Collected data entries

--------------------------------------------------

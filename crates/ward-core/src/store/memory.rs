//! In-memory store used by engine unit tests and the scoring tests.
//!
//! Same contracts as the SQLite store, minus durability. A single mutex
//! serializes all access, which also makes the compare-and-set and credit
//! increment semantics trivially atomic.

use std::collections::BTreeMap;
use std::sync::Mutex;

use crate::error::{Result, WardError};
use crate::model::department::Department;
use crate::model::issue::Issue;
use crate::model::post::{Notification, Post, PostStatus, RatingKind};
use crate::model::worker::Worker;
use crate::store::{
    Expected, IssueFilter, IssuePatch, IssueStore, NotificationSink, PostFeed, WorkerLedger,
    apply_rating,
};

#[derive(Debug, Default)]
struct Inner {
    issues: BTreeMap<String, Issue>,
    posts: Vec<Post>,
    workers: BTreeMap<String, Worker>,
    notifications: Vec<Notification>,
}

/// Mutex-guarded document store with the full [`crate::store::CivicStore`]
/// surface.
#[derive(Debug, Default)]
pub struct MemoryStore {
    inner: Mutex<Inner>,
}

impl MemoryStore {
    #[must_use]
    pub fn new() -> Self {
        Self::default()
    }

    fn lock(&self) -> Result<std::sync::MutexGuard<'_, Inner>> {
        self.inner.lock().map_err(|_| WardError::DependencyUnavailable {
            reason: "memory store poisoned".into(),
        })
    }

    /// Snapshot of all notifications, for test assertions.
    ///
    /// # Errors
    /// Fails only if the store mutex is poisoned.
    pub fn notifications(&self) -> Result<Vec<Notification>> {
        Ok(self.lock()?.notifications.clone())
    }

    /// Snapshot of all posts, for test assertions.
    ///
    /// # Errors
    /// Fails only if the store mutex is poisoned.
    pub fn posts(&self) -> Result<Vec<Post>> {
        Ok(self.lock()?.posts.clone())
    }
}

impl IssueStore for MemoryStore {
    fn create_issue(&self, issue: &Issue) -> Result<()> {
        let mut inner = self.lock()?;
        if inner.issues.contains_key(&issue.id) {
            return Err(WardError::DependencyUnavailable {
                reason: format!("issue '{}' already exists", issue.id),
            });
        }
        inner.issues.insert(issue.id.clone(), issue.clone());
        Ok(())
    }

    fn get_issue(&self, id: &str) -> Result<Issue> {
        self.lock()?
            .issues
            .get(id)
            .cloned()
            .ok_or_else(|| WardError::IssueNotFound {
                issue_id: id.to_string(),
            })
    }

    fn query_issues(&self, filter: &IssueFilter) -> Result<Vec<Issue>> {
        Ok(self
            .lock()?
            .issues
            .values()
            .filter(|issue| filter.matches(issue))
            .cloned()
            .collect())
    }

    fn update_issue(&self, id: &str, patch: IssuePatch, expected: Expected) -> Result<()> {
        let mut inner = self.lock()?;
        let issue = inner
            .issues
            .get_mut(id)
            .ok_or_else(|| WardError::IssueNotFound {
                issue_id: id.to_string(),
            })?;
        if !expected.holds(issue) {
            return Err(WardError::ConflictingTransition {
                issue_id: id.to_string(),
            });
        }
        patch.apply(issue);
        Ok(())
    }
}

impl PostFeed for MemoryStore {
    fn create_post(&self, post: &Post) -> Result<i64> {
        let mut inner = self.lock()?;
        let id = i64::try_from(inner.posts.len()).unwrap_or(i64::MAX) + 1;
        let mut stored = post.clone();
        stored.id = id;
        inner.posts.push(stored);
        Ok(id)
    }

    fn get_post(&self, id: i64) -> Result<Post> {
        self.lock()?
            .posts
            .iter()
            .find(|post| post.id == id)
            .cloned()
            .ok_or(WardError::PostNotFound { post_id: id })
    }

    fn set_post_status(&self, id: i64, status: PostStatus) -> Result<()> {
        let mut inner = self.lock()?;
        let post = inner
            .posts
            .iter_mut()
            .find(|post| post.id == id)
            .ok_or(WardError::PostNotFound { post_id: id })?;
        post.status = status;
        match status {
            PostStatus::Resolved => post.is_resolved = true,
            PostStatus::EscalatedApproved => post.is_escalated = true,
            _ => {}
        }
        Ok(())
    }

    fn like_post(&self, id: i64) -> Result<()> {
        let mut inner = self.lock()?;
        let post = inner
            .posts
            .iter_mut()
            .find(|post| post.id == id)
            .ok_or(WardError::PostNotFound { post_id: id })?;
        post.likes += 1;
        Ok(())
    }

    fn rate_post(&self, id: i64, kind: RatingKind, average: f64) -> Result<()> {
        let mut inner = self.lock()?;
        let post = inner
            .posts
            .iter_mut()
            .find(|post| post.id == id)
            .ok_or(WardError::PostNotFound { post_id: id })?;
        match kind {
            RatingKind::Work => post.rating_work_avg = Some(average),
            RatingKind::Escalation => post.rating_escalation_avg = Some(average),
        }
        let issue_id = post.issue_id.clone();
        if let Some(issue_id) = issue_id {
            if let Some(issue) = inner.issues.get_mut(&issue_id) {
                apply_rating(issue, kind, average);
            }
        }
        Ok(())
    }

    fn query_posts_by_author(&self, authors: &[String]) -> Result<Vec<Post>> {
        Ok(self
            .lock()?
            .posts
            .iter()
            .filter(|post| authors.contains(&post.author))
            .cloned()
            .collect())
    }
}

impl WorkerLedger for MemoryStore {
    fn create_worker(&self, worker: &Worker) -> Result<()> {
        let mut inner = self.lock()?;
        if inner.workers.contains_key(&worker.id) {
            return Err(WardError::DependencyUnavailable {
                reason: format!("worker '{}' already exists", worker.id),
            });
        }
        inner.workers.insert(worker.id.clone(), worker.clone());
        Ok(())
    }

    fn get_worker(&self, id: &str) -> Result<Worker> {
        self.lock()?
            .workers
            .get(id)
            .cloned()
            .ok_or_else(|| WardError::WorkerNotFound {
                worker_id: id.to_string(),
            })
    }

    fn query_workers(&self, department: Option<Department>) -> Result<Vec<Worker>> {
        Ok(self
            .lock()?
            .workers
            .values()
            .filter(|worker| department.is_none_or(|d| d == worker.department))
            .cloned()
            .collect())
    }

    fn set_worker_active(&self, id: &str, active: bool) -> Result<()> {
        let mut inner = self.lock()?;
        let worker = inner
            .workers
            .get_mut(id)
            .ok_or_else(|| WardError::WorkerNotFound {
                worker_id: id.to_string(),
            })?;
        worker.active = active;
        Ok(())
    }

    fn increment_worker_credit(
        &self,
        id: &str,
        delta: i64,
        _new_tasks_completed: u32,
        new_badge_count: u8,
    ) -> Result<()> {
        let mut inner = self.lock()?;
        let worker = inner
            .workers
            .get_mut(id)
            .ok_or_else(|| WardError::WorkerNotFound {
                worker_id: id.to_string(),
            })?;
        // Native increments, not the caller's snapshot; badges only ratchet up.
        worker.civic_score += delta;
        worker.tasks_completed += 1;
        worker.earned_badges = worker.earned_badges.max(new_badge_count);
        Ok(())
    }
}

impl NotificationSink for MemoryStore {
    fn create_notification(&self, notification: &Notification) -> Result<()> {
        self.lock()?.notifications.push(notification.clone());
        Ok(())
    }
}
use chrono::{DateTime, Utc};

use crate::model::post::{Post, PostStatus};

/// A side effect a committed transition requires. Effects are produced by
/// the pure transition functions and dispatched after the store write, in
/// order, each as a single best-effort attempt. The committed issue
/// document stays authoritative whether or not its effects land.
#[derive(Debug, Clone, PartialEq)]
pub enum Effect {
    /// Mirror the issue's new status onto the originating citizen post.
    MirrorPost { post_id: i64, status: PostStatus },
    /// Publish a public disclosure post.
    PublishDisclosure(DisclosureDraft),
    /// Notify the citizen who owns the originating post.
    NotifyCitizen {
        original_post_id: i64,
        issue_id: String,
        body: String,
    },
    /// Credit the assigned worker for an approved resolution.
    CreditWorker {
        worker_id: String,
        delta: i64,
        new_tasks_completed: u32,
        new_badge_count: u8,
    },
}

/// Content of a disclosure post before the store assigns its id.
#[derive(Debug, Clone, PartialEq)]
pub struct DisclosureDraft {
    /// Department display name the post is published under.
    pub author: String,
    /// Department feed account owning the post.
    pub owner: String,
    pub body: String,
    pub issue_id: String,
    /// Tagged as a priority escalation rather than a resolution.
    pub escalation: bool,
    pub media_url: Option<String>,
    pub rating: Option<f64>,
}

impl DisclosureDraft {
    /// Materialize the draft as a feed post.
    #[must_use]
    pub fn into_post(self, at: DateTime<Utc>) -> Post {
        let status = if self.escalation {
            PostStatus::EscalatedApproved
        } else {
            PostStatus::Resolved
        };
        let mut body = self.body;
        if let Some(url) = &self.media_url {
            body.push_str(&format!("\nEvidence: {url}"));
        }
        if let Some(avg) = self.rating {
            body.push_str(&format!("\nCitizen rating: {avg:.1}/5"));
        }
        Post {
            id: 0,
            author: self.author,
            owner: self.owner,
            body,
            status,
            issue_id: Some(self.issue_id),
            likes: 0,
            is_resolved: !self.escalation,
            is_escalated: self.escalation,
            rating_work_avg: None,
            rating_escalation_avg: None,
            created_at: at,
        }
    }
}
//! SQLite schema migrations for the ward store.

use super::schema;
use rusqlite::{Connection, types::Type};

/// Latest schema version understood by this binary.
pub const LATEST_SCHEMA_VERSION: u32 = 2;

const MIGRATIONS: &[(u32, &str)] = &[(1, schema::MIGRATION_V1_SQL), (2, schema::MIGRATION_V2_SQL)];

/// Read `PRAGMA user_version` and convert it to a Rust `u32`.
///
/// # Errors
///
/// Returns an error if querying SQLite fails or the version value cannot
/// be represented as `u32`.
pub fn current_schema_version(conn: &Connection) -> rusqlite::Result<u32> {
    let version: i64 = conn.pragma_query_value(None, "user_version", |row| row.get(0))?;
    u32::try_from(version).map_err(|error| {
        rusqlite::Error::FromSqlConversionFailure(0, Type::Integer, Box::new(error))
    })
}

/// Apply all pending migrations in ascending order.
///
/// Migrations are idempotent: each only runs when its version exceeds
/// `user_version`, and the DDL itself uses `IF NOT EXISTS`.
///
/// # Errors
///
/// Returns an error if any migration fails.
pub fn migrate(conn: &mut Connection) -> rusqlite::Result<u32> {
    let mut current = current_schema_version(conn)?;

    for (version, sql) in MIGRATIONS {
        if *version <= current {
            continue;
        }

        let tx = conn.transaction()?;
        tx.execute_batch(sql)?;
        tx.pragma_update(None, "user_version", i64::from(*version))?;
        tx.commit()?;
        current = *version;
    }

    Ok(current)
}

--------------------------------------------------

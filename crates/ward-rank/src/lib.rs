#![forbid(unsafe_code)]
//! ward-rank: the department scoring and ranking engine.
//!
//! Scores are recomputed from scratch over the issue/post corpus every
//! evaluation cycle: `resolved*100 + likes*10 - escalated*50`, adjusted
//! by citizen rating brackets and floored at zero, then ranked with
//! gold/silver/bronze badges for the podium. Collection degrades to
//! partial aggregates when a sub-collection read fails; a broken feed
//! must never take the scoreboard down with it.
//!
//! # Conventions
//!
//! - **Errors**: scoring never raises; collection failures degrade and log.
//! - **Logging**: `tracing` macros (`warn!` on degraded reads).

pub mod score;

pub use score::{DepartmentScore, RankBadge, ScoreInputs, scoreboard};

--------------------------------------------------

▶ [What you are asked to do] Identify the lines of the entries containing the string "filename". Copy each such line.

▶ [Answer to the exercise]
filename crates/ward-core/src/store/memory.rs
filename crates/ward-rank/src/lib.rs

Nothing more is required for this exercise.